When you work in wellness, it’s hard to value yourself, hard to know what to charge, and hard to make things accessible in expensive cities. Being able to offer these sessions here frequently—I don’t know any other organization that offers not just what I do, but Tai Chi, Qigong, tarot in the lobby, so many different incredible activations and practices, whether wellness or arts.
The number of people who show up—150, 200 people signing up, and they actually show up—shows that people are hungry for having a space they can come to consistently, where they know they’ll get a certain level of experience. What we’re doing is experiential, artistic. There’s really nothing like it anywhere.
Jack: Any final takeaways for being more mindful in this world?
Thalia: Awakening is your birthright and can never be taken away from you. It’s so important to keep our minds liberated and not become enslaved within our mind. There are scary things happening politically, and while I don’t attune deeply to world events and politics, I think it’s important not to let external forces dim your light.
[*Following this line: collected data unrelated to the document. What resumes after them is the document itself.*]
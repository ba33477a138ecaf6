mod harness;

use std::fs;
use std::path::Path;

use argh::FromArgs;
use eyre::eyre;
use harness::PlayHarness;
use terminal_drillmaze::{parse_to_level, validate, Level};

/// The original game's built-in grid, kept as the default board.
const CLASSIC_LEVEL: &str = "Classic drill run
Two portal pairs, a drill budget of three.
---
drills 3
S#...#.B
.#.#...#
...#.###
.####...
##B#.#..
...#..#A
.######.
..A#...G
";

fn main() -> eyre::Result<()> {
  let args: ArgsEntrypoint = argh::from_env();

  match args.sub {
    Subcommands::Play(play) => play.run()?,
    Subcommands::Par(par) => par.run()?,
    Subcommands::Publish(publish) => publish.run()?,
    Subcommands::Browse(browse) => browse.run()?,
  }

  Ok(())
}

#[derive(FromArgs, Debug)]
/// A terminal maze game about drilling through walls and jumping portals.
struct ArgsEntrypoint {
  #[argh(subcommand)]
  sub: Subcommands,
}

#[derive(FromArgs, Debug)]
#[argh(subcommand)]
enum Subcommands {
  Play(CmdPlay),
  Par(CmdPar),
  Publish(CmdPublish),
  Browse(CmdBrowse),
}

/// Play a level in the terminal.
///
/// Controls:
/// - Arrow keys or HJKL to move. Hold shift to drill through an adjacent
///   wall, budget permitting.
/// - Enter to teleport while standing on a portal.
/// - Ctrl+C to quit.
/// - Ctrl+L to redraw the screen.
#[derive(FromArgs, Debug)]
#[argh(subcommand, name = "play")]
struct CmdPlay {
  /// path to a `.tdm` level file; the built-in level when omitted.
  #[argh(positional)]
  path: Option<String>,

  /// play with no drills at all, whatever the level allows.
  #[argh(switch)]
  no_drills: bool,
}

impl CmdPlay {
  fn run(&self) -> eyre::Result<()> {
    let level = match &self.path {
      Some(path) => load_level(path)?,
      None => {
        parse_to_level(CLASSIC_LEVEL).map_err(|e| eyre!("{}", e.to_string()))?
      }
    };
    let drills = if self.no_drills {
      0
    } else {
      level.drill_budget()
    };
    PlayHarness::enter(level, drills)?;
    Ok(())
  }
}

/// Print the par targets for a level file.
#[derive(FromArgs, Debug)]
#[argh(subcommand, name = "par")]
struct CmdPar {
  /// path to a `.tdm` level file.
  #[argh(positional)]
  path: String,
}

impl CmdPar {
  fn run(&self) -> eyre::Result<()> {
    let level = load_level(&self.path)?;
    let par = level.maze().par(level.drill_budget());

    println!("{}", level.title());
    println!("par, no drilling: {}", par.no_break);
    println!(
      "par, up to {} drill(s): {}",
      level.drill_budget(),
      par.with_break
    );
    Ok(())
  }
}

/// Validate a level and, if it holds up, copy it into the level library.
#[derive(FromArgs, Debug)]
#[argh(subcommand, name = "publish")]
struct CmdPublish {
  /// path to a `.tdm` level file.
  #[argh(positional)]
  path: String,

  /// directory the level library lives in.
  #[argh(option, default = "String::from(\"levels\")")]
  library: String,
}

impl CmdPublish {
  fn run(&self) -> eyre::Result<()> {
    let level = load_level(&self.path)?;
    let par = validate::check_publishable(&level).map_err(|e| eyre!("{}", e))?;

    fs::create_dir_all(&self.library)?;
    let name = Path::new(&self.path)
      .file_name()
      .ok_or_else(|| eyre!("not a file: {}", self.path))?;
    let dest = Path::new(&self.library).join(name);
    fs::copy(&self.path, &dest)?;

    println!("published {:?} to {}", level.title(), dest.display());
    println!("par: {} / {}", par.no_break, par.with_break);
    Ok(())
  }
}

/// List the levels in the library with their par targets.
#[derive(FromArgs, Debug)]
#[argh(subcommand, name = "browse")]
struct CmdBrowse {
  /// directory the level library lives in.
  #[argh(option, default = "String::from(\"levels\")")]
  library: String,
}

impl CmdBrowse {
  fn run(&self) -> eyre::Result<()> {
    let mut paths = fs::read_dir(&self.library)?
      .filter_map(|entry| entry.ok().map(|e| e.path()))
      .filter(|p| p.extension().is_some_and(|ext| ext == "tdm"))
      .collect::<Vec<_>>();
    paths.sort();

    for path in paths {
      let file = fs::read_to_string(&path)?;
      match parse_to_level(&file) {
        Ok(level) => {
          // par is recomputed on load, not trusted from storage
          let par = level.maze().par(level.drill_budget());
          println!(
            "{:24} drills {:2}  par {}/{}  ({})",
            level.title(),
            level.drill_budget(),
            par.no_break,
            par.with_break,
            path.display()
          );
        }
        Err(e) => {
          println!("{} unreadable: {}", path.display(), e);
        }
      }
    }
    Ok(())
  }
}

fn load_level(path: &str) -> eyre::Result<Level> {
  let file = fs::read_to_string(path)?;
  let level = parse_to_level(&file).map_err(|e| eyre!("{}", e.to_string()))?;
  Ok(level)
}
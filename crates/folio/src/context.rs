//! Render context: which page is being rendered and from where

use crate::registry::CatalogName;

/// Page name used when the location ends in a directory.
pub const DEFAULT_PAGE: &str = "index.html";

/// Directory holding every page except the home page.
pub const PAGES_DIR: &str = "pages";

/// Inputs that vary per page render.
///
/// Everything the assembler needs to know about the live location is
/// captured here, so rendering stays a pure function of this value, the
/// site configuration and the registry.
#[derive(Debug, Clone, PartialEq, Eq)]
pub struct RenderContext {
    /// File name of the current page (`workspace.html`)
    pub page: String,

    /// Whether the page lives one directory below the site root
    pub nested: bool,
}

impl Default for RenderContext {
    fn default() -> Self {
        Self {
            page: DEFAULT_PAGE.to_string(),
            nested: false,
        }
    }
}

impl RenderContext {
    /// Create a context for a page at the site root.
    pub fn new(page: impl Into<String>) -> Self {
        Self {
            page: page.into(),
            nested: false,
        }
    }

    /// Create a context for a page inside the pages directory.
    pub fn nested(page: impl Into<String>) -> Self {
        Self {
            page: page.into(),
            nested: true,
        }
    }

    /// Derive the context from a location path such as `/pages/hobbies.html`.
    pub fn from_location(path: &str) -> Self {
        let page = path
            .rsplit('/')
            .next()
            .filter(|segment| !segment.is_empty())
            .unwrap_or(DEFAULT_PAGE);
        let nested = path.contains(&format!("/{}/", PAGES_DIR));
        Self {
            page: page.to_string(),
            nested,
        }
    }

    /// Relative prefix that leads back to the site root.
    pub fn prefix(&self) -> &'static str {
        if self.nested {
            "../"
        } else {
            ""
        }
    }

    /// Prefix a root-relative asset path (`assets/...`, the CV file).
    pub fn asset_href(&self, path: &str) -> String {
        format!("{}{}", self.prefix(), path)
    }

    /// Href for an internal page: the home page sits at the root, all
    /// other pages under the pages directory.
    pub fn page_href(&self, page: &str) -> String {
        if page == DEFAULT_PAGE {
            self.asset_href(page)
        } else {
            format!("{}{}/{}", self.prefix(), PAGES_DIR, page)
        }
    }

    /// Whether `page` is the page being rendered.
    pub fn is_current(&self, page: &str) -> bool {
        self.page == page
    }

    /// Catalog owning the current page's secondary menu.
    pub fn catalog(&self) -> Option<CatalogName> {
        CatalogName::for_page(&self.page)
    }
}

#[cfg(test)]
mod tests {
    use super::*;

    #[test]
    fn test_from_location_nested_page() {
        let ctx = RenderContext::from_location("/pages/workspace.html");
        assert_eq!(ctx.page, "workspace.html");
        assert!(ctx.nested);
        assert_eq!(ctx.prefix(), "../");
        assert_eq!(ctx.catalog(), Some(CatalogName::Workspace));
    }

    #[test]
    fn test_from_location_root() {
        assert_eq!(RenderContext::from_location("/"), RenderContext::default());
        assert_eq!(RenderContext::from_location(""), RenderContext::default());
        let ctx = RenderContext::from_location("/index.html");
        assert_eq!(ctx.page, "index.html");
        assert!(!ctx.nested);
    }

    #[test]
    fn test_page_hrefs() {
        let root = RenderContext::new("index.html");
        assert_eq!(root.page_href("index.html"), "index.html");
        assert_eq!(root.page_href("about.html"), "pages/about.html");

        let nested = RenderContext::nested("about.html");
        assert_eq!(nested.page_href("index.html"), "../index.html");
        assert_eq!(nested.page_href("hobbies.html"), "../pages/hobbies.html");
        assert_eq!(nested.asset_href("assets/images/profile.webp"), "../assets/images/profile.webp");
    }

    #[test]
    fn test_is_current_is_exact() {
        let ctx = RenderContext::nested("about.html");
        assert!(ctx.is_current("about.html"));
        assert!(!ctx.is_current("about"));
        assert!(!ctx.is_current("pages/about.html"));
    }
}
An awakened mind is one of the most powerful things on the planet. Keep your mind awake, open, skeptical, but listening—that’s most important. If you think about anyone who’s been assassinated, it’s someone who had a liberated mind, inspiring others to liberate their minds.
The second thing I’d share is that we’re never truly alone. Many people feel isolated and hopeless, and those feelings create suffering within the body, which we then create outside ourselves through how we speak and act. Just remember you’re never truly alone. There’s a whole world available to each of us, but it’s a non-physical world—the world we tap into when we meditate and connect deeply.
Through developing that intimate connection with yourself, your higher self, the cosmos, you realize you’re not separate from anything and you’re never alone. This illusion of separation is what causes so much suffering.
Jack: Thank you so much for joining me and sharing all of that. Listeners can find Thalia’s free workshops at the LINE—go to thelinehotel.com and check out the calendar. I’ve been Jack Inslee, this is Hear, HERE from the LINE LA in Koreatown. Until next time, peace.
This transcript has been edited for length and clarity.